Ah, si nous avions douze doigts. La face du monde aurait été changée!
Au lieu de compter en base décimale comme il est naturel avec dix doigts, nous aurions utilisé la base duodécimale, beaucoup plus pratique.
En effet, 12 est un nombre dit « abondant »: la somme de ses diviseurs entiers est supérieure à son double (1+2+3+4+6+12 = 28), alors que 10 est au contraire déficient (1+2+5+10 = 18). Or un nombre abondant permet davantage de divisions ayant pour résultat des nombres entiers... et donc un progrès des mathématiques plus rapide.
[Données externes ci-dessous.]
//! Traversal helpers over the tree-sitter Go grammar.
//!
//! The grammar has shifted shape between releases (`statement_list`
//! inside blocks, `literal_element` wrappers inside composite literals,
//! `var_spec_list` groups); these helpers hide those differences from the
//! analyzers.

use tree_sitter::Node;

/// Walk control returned by [`walk`] visitors.
#[derive(Debug, Clone, Copy, PartialEq, Eq)]
pub enum Walk {
    /// Visit the children of this node.
    Continue,
    /// Skip the children of this node.
    Skip,
}

/// Pre-order traversal of the named nodes below (and including) `root`.
pub fn walk<'t>(root: Node<'t>, mut visit: impl FnMut(Node<'t>) -> Walk) {
    let mut cursor = root.walk();
    loop {
        let node = cursor.node();
        let descend = node.is_named() && visit(node) == Walk::Continue;
        if descend && cursor.goto_first_child() {
            continue;
        }
        loop {
            if cursor.node() == root {
                return;
            }
            if cursor.goto_next_sibling() {
                break;
            }
            if !cursor.goto_parent() {
                return;
            }
        }
    }
}

/// First named child that is not a comment.
#[must_use]
pub fn first_named(node: Node<'_>) -> Option<Node<'_>> {
    named_children(node).into_iter().next()
}

/// Named children excluding comments.
#[must_use]
pub fn named_children(node: Node<'_>) -> Vec<Node<'_>> {
    let mut cursor = node.walk();
    node.named_children(&mut cursor)
        .filter(|n| n.kind() != "comment")
        .collect()
}

/// Statements of a `block`, flattening any `statement_list` wrapper.
#[must_use]
pub fn block_statements(block: Node<'_>) -> Vec<Node<'_>> {
    let mut out = Vec::new();
    for child in named_children(block) {
        if child.kind() == "statement_list" {
            out.extend(named_children(child));
        } else {
            out.push(child);
        }
    }
    out
}

/// Items of an `expression_list`, or the node itself for a bare expression.
#[must_use]
pub fn expressions(node: Node<'_>) -> Vec<Node<'_>> {
    if node.kind() == "expression_list" {
        named_children(node)
    } else {
        vec![node]
    }
}

/// Strips `literal_element` and parenthesis wrappers.
#[must_use]
pub fn unwrap_expr(mut node: Node<'_>) -> Node<'_> {
    while matches!(node.kind(), "literal_element" | "parenthesized_expression") {
        match first_named(node) {
            Some(inner) => node = inner,
            None => break,
        }
    }
    node
}

/// One element of a composite literal body.
#[derive(Debug, Clone, Copy)]
pub struct Entry<'t> {
    /// The `keyed_element` or bare element node.
    pub node: Node<'t>,
    /// Key expression, for keyed elements.
    pub key: Option<Node<'t>>,
    /// Value expression or nested `literal_value`.
    pub value: Node<'t>,
}

/// Elements of a `literal_value` in source order.
#[must_use]
pub fn literal_entries(body: Node<'_>) -> Vec<Entry<'_>> {
    let mut out = Vec::new();
    for child in named_children(body) {
        match child.kind() {
            "keyed_element" => {
                let parts = named_children(child);
                let key = child
                    .child_by_field_name("key")
                    .or_else(|| parts.first().copied());
                let value = child
                    .child_by_field_name("value")
                    .or_else(|| parts.get(1).copied());
                if let (Some(key), Some(value)) = (key, value) {
                    out.push(Entry {
                        node: child,
                        key: Some(unwrap_expr(key)),
                        value: unwrap_expr(value),
                    });
                }
            }
            _ => out.push(Entry {
                node: child,
                key: None,
                value: unwrap_expr(child),
            }),
        }
    }
    out
}

/// Strips the quotes of a Go string literal. Escapes are left as written.
#[must_use]
pub fn unquote(text: &str) -> &str {
    let bytes = text.as_bytes();
    if bytes.len() >= 2 {
        let (first, last) = (bytes[0], bytes[bytes.len() - 1]);
        if (first == b'"' && last == b'"') || (first == b'`' && last == b'`') {
            return &text[1..text.len() - 1];
        }
    }
    text
}

/// Whether `node` is a string literal.
#[must_use]
pub fn is_string_literal(node: Node<'_>) -> bool {
    matches!(
        node.kind(),
        "interpreted_string_literal" | "raw_string_literal"
    )
}

/// Function expression and argument nodes of a `call_expression`.
#[must_use]
pub fn call_parts(call: Node<'_>) -> Option<(Node<'_>, Vec<Node<'_>>)> {
    if call.kind() != "call_expression" {
        return None;
    }
    let function = call.child_by_field_name("function")?;
    let args = call
        .child_by_field_name("arguments")
        .map(named_children)
        .unwrap_or_default();
    Some((function, args))
}

/// For `operand.field`, returns `(operand, field)`.
#[must_use]
pub fn selector_parts(node: Node<'_>) -> Option<(Node<'_>, Node<'_>)> {
    if node.kind() != "selector_expression" {
        return None;
    }
    Some((
        node.child_by_field_name("operand")?,
        node.child_by_field_name("field")?,
    ))
}

/// Operand of a `&x` unary expression.
#[must_use]
pub fn address_of_operand(node: Node<'_>) -> Option<Node<'_>> {
    if node.kind() != "unary_expression" {
        return None;
    }
    let operator = node.child_by_field_name("operator")?;
    if operator.kind() != "&" {
        return None;
    }
    node.child_by_field_name("operand").map(unwrap_expr)
}

/// Whether any ancestor of `node`, up to (excluding) `stop`, has kind `kind`.
#[must_use]
pub fn has_ancestor_before(node: Node<'_>, kind: &str, stop: &[&str]) -> bool {
    let mut current = node.parent();
    while let Some(n) = current {
        if n.kind() == kind {
            return true;
        }
        if stop.contains(&n.kind()) {
            return false;
        }
        current = n.parent();
    }
    false
}

/// Nearest ancestor of one of the given kinds.
#[must_use]
pub fn enclosing<'t>(node: Node<'t>, kinds: &[&str]) -> Option<Node<'t>> {
    let mut current = node.parent();
    while let Some(n) = current {
        if kinds.contains(&n.kind()) {
            return Some(n);
        }
        current = n.parent();
    }
    None
}

/// Identifiers declared by a `var_declaration`, with their type and value.
#[must_use]
pub fn var_specs(decl: Node<'_>) -> Vec<Node<'_>> {
    let mut out = Vec::new();
    for child in named_children(decl) {
        match child.kind() {
            "var_spec" => out.push(child),
            "var_spec_list" => out.extend(
                named_children(child)
                    .into_iter()
                    .filter(|n| n.kind() == "var_spec"),
            ),
            _ => {}
        }
    }
    out
}

/// Name nodes of a `var_spec`, `const_spec` or `parameter_declaration`.
#[must_use]
pub fn field_names<'t>(node: Node<'t>) -> Vec<Node<'t>> {
    let mut cursor = node.walk();
    node.children_by_field_name("name", &mut cursor).collect()
}

#[cfg(test)]
mod tests {
    use super::*;
    use crate::GoFile;

    fn parse(src: &str) -> GoFile {
        GoFile::parse("/w/a.go", "a.go", src.to_owned()).expect("parse")
    }

    fn find<'t>(file: &'t GoFile, kind: &str) -> Vec<Node<'t>> {
        let mut out = Vec::new();
        walk(file.root(), |n| {
            if n.kind() == kind {
                out.push(n);
            }
            Walk::Continue
        });
        out
    }

    #[test]
    fn walk_can_skip_subtrees() {
        let f = parse("package x\nfunc a() { b(c()) }\n");
        let mut calls = 0;
        walk(f.root(), |n| {
            if n.kind() == "call_expression" {
                calls += 1;
                return Walk::Skip;
            }
            Walk::Continue
        });
        assert_eq!(calls, 1);
        assert_eq!(find(&f, "call_expression").len(), 2);
    }

    #[test]
    fn literal_entries_preserve_order() {
        let f = parse(
            "package x\nvar m = map[string]int{\n\t\"b\": 1,\n\t// c\n\t\"a\": 2,\n}\n",
        );
        let body = find(&f, "literal_value")[0];
        let keys: Vec<&str> = literal_entries(body)
            .iter()
            .filter_map(|e| e.key.map(|k| f.text(k)))
            .collect();
        assert_eq!(keys, vec!["\"b\"", "\"a\""]);
    }

    #[test]
    fn block_statements_skip_comments() {
        let f = parse("package x\nfunc a() {\n\t// hi\n\tb()\n\tc()\n}\n");
        let block = find(&f, "block")[0];
        assert_eq!(block_statements(block).len(), 2);
    }

    #[test]
    fn address_of_composite_literal() {
        let f = parse("package x\nvar v = &T{A: 1}\n");
        let unary = find(&f, "unary_expression")[0];
        let operand = address_of_operand(unary).expect("operand");
        assert_eq!(operand.kind(), "composite_literal");
    }

    #[test]
    fn unquote_handles_both_literal_kinds() {
        assert_eq!(unquote("\"abc\""), "abc");
        assert_eq!(unquote("`abc`"), "abc");
        assert_eq!(unquote("abc"), "abc");
    }
}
Au Moyen Âge, la base 12 était courante: douze pouces pour un pied, douze deniers pour un sou, etc. Notre manière de dénombrer les œufs, les huîtres ou encore les escargots par douzaines en porte la trace.
Les Celtes, quant à eux, comptaient en base 20, nombre abondant lui aussi (1+2+4+5+10+20 = 42), ce qui est aussi naturel avec dix doigts et dix orteils. Notre « quatre-vingts » en est un vestige, tout comme l'hôpital des Quinze-Vingts, à Paris, qui pouvait héberger 300 aveugles pauvres.
Nous avons enfin emprunté notre mesure des angles et du temps aux Babyloniens qui utilisaient, eux, la base 60, dont la somme des diviseurs est 168 :(1+2+3+4+5+6+10+12+15+20+30+60).
Bien que 60 soit plus abondant que 12, leurs mathématiques ne se développèrent pas aussi bien qu'espéré, car il aurait fallu nommer différemment cinquante-neuf chiffres! En outre, ils ne connaissaient pas le zéro.
Or pour calculer facilement, il faut non seulement une base abondante, mais aussi une numération dite de position, dans laquelle le rang de chaque chiffre indique par quelle puissance de la base il doit être multiplié, et un symbole précis pour nommer le zéro (le néant).
403 signifie ainsi quatre fois cent (10²) plus aucune fois dix (10²) plus trois fois un (10°, par convention). Pour ces raisons, la meilleure numération de position est la duodécimale. Hélas, nous n'avons que dix doigts...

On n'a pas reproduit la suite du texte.